The dance dream continued to elude the actress into the ‘90s. But the memorable roles continued to roll in.  The “incandescent intensity” Baxter brought to the part of murderess Betty Broderick brought her praises from People and her peers. In 1992, she was nominated for another Emmy for Woman Scorned: The Betty Broderick Story.

She is proudest, however, of television projects probing into social issues and subjects such as cancer (My Breast - 1994) and bulimia (Kate’s Secret - 1986.)  Baxter co-produced and starred in My Breast.  (Ironically, in 1999, the star was diagnosed with breast cancer. Did surviving cancer create any epiphanies? “No. I was too distracted at the time,” she quips.)

Her starring role in Katie’s Secret’s was particularly satisfying. The television program explored the topic of eating disorders. It made Baxter approachable to many who confided that her portrayal of Kate “brought them relief.”  The star’s eyes glisten for a second.  She states, “I was pleased to do something that was of service to people.”

What are the star’s tricks to keeping a slim figure? “The fear diet!” declares Baxter.  She nods when it is suggested that most American women’s awareness of calories keeps them from consuming all they desire.

Asked if her vegetarian lifestyle buoys her energy, Baxter emphatically answers, “Not an iota! I still eat crap – without meat.”

She grimaces when questioned about Juliano’s RAW, an all-natural nouvelle cuisine eatery in Santa Monica. (The restaurant is co-owned by Kristi Franks from Trump’s The Apprentice.) The mecca of raw food of the rich and fashionable apparently is not Baxter’s cup of tea. The star complains, “There is no tea! There’s nothing hot on the menu.”

Flashing her pearly whites for paparazzi at Zagat picks is clearly not on Baxter’s to-do list today. Squeezing in private and group dance lessons and practice between taping Hallmark specials and guest spots on sitcoms like Half and Half take precedence. She is also diligently rehearsing an exhibition American Tango routine with dance partner, Michael Caan.

Celebrated dancing gal pal, Sarah La Saulle’s encouragement (See Dancing USA May/June 2003 “At the Heart of Healing and DanceSport: Sarah La Saulle Ph.D.”), led to Baxter’s daring step across the LA Dance Experience Studio threshold. She pushed aside her past considerations and said yes!

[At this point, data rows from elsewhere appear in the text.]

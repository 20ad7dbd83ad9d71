//! JWT Token Service
//!
//! Handles JWT token generation, validation, and parsing.

use chrono::{Duration, Utc};
use jsonwebtoken::errors::ErrorKind;
use jsonwebtoken::{Algorithm, DecodingKey, EncodingKey, Header, Validation, decode, encode};
use serde::{Deserialize, Serialize};
use thiserror::Error;

use crate::db::models::User;

/// JWT Configuration
#[derive(Debug, Clone)]
pub struct JwtConfig {
    /// JWT secret key (should be at least 32 bytes)
    pub secret: String,
    /// Token expiration time in minutes
    pub expiration_minutes: i64,
    /// Token issuer
    pub issuer: String,
    /// Token audience
    pub audience: String,
}

impl Default for JwtConfig {
    fn default() -> Self {
        let secret = std::env::var("JWT_SECRET").unwrap_or_else(|_| {
            #[cfg(debug_assertions)]
            {
                tracing::warn!(
                    "JWT_SECRET not set! Using insecure default key. DO NOT USE IN PRODUCTION!"
                );
                "dev-secret-key-change-in-production-min-32-chars-long".to_string()
            }
            #[cfg(not(debug_assertions))]
            {
                panic!("FATAL: JWT_SECRET environment variable is not set!");
            }
        });

        Self {
            secret,
            expiration_minutes: std::env::var("JWT_EXPIRATION_MINUTES")
                .ok()
                .and_then(|s| s.parse().ok())
                .unwrap_or(1440), // 24 hours default
            issuer: std::env::var("JWT_ISSUER").unwrap_or_else(|_| "hr-server".to_string()),
            audience: std::env::var("JWT_AUDIENCE").unwrap_or_else(|_| "hr-clients".to_string()),
        }
    }
}

/// JWT Claims stored in the token
#[derive(Debug, Clone, Serialize, Deserialize)]
pub struct Claims {
    /// User ID
    pub sub: String,
    /// Username
    pub username: String,
    /// Role name
    pub role: String,
    /// Expiration timestamp
    pub exp: i64,
    /// Issued at timestamp
    pub iat: i64,
    /// Issuer
    pub iss: String,
    /// Audience
    pub aud: String,
}

/// JWT Errors
#[derive(Error, Debug)]
pub enum JwtError {
    #[error("Invalid token: {0}")]
    InvalidToken(String),

    #[error("Token expired")]
    ExpiredToken,

    #[error("Invalid signature")]
    InvalidSignature,

    #[error("Token generation failed: {0}")]
    GenerationFailed(String),
}

/// JWT Token Service
#[derive(Debug, Clone)]
pub struct JwtService {
    pub config: JwtConfig,
    encoding_key: EncodingKey,
    decoding_key: DecodingKey,
}

impl JwtService {
    /// Create a new JWT service with default config
    pub fn new() -> Self {
        Self::with_config(JwtConfig::default())
    }

    /// Create a new JWT service with custom config
    pub fn with_config(config: JwtConfig) -> Self {
        Self {
            encoding_key: EncodingKey::from_secret(config.secret.as_bytes()),
            decoding_key: DecodingKey::from_secret(config.secret.as_bytes()),
            config,
        }
    }

    /// Generate a JWT token for an authenticated user
    pub fn generate_token(&self, user: &User) -> Result<String, JwtError> {
        let now = Utc::now();
        let expiration = now + Duration::minutes(self.config.expiration_minutes);

        let claims = Claims {
            sub: user.id.to_string(),
            username: user.username.clone(),
            role: user.role.clone(),
            exp: expiration.timestamp(),
            iat: now.timestamp(),
            iss: self.config.issuer.clone(),
            aud: self.config.audience.clone(),
        };

        encode(&Header::default(), &claims, &self.encoding_key)
            .map_err(|e| JwtError::GenerationFailed(e.to_string()))
    }

    /// Validate and decode a JWT token
    pub fn validate_token(&self, token: &str) -> Result<Claims, JwtError> {
        let mut validation = Validation::new(Algorithm::HS256);
        validation.set_issuer(&[&self.config.issuer]);
        validation.set_audience(&[&self.config.audience]);

        let token_data =
            decode::<Claims>(token, &self.decoding_key, &validation).map_err(|e| match e.kind() {
                ErrorKind::ExpiredSignature => JwtError::ExpiredToken,
                ErrorKind::InvalidSignature => JwtError::InvalidSignature,
                _ => JwtError::InvalidToken(e.to_string()),
            })?;

        Ok(token_data.claims)
    }

    /// Extract token from Authorization header
    pub fn extract_from_header(header: &str) -> Option<&str> {
        header.strip_prefix("Bearer ")
    }
}

impl Default for JwtService {
    fn default() -> Self {
        Self::new()
    }
}

/// Current user context extracted from a validated JWT
#[derive(Debug, Clone)]
pub struct CurrentUser {
    pub id: u32,
    pub username: String,
    pub role: String,
}

impl TryFrom<Claims> for CurrentUser {
    type Error = JwtError;

    fn try_from(claims: Claims) -> Result<Self, Self::Error> {
        let id = claims
            .sub
            .parse()
            .map_err(|_| JwtError::InvalidToken(format!("Malformed subject: {}", claims.sub)))?;
        Ok(Self {
            id,
            username: claims.username,
            role: claims.role,
        })
    }
}
mod logging;

pub use logging::logging_middleware;
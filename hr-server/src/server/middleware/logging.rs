//! Request logging middleware
//!
//! Logs every incoming HTTP request with request id, authenticated
//! user (when present), status code and latency.

use axum::{
    extract::{MatchedPath, Request},
    middleware::Next,
    response::Response,
};
use std::time::Instant;
use tracing::{info, warn};

pub async fn logging_middleware(req: Request, next: Next) -> Response {
    let start = Instant::now();

    let request_id = req
        .headers()
        .get("x-request-id")
        .and_then(|v| v.to_str().ok())
        .map(|s| s.to_string())
        .unwrap_or_else(|| uuid::Uuid::new_v4().to_string());

    let method = req.method().clone();
    let uri = req.uri().clone();
    let path = req
        .extensions()
        .get::<MatchedPath>()
        .map(|p| p.as_str().to_string())
        .unwrap_or_else(|| uri.path().to_string());

    let user_info = req
        .extensions()
        .get::<crate::server::auth::CurrentUser>()
        .map(|u| format!("{}({})", u.username, u.id));

    let response = next.run(req).await;

    let latency = start.elapsed();
    let status = response.status();

    if status.is_server_error() || status.is_client_error() {
        warn!(
            request_id = %request_id,
            method = %method,
            path = %path,
            status = %status.as_u16(),
            latency_ms = %latency.as_millis(),
            user = ?user_info,
            "Request completed with error"
        );
    } else {
        info!(
            request_id = %request_id,
            method = %method,
            path = %path,
            status = %status.as_u16(),
            latency_ms = %latency.as_millis(),
            user = ?user_info,
            "Request completed successfully"
        );
    }

    response
}
//! Shared infrastructure: errors, extractors, logging

pub mod error;
pub mod extract;
pub mod logger;

pub use error::{AppError, AppResponse, AppResult, ok};
pub use extract::ValidJson;
pub use logger::{init_logger, init_logger_with_file};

Surrendering to a man’s lead a year and a half ago, however, was a challenge. With a wry smile Baxter recalls, “Russell (Adcock - the owner of LA Dance Experience) would say, ‘I tell you when to go.’” She admits, “That was hard for me for a while. I had to bite my tongue.”

However, after a handful of private and group classes, the actress learned to appreciate the art of lead-follow. And she appreciates a flawless leader like Adcock on the dance floor. “I love the clarity and minimal effort Russell takes to show me where to move,” says Baxter. “He’s graceful. Russell is very sure and confident.”

And as a teacher? “Russell doesn’t paint with a broad stroke and leave it there.  He’ll give you the broad stroke. Then, he’ll break it down to give you the smaller particulars to make the form just right,” she says.       

So what forms most tickle Baxter’s ballroom fancy? “The smooth dances. I love a foxtrot. I love a waltz,” she says. “Oh! The grace of it. And I love the continuity style.“

Ebulliently she elaborates, “The other night I was dancing with Michael (Caan)…Or was it Jeffrey Barak?  (Gold level LA Dance Experience students.) Anyway, we were doing a waltz. Nora Jones’ Come Away with Me was playing. I thought, “I’m in heaven.”

Looks like bravely saying “yes” to ballroom paid off for Meredith Baxter.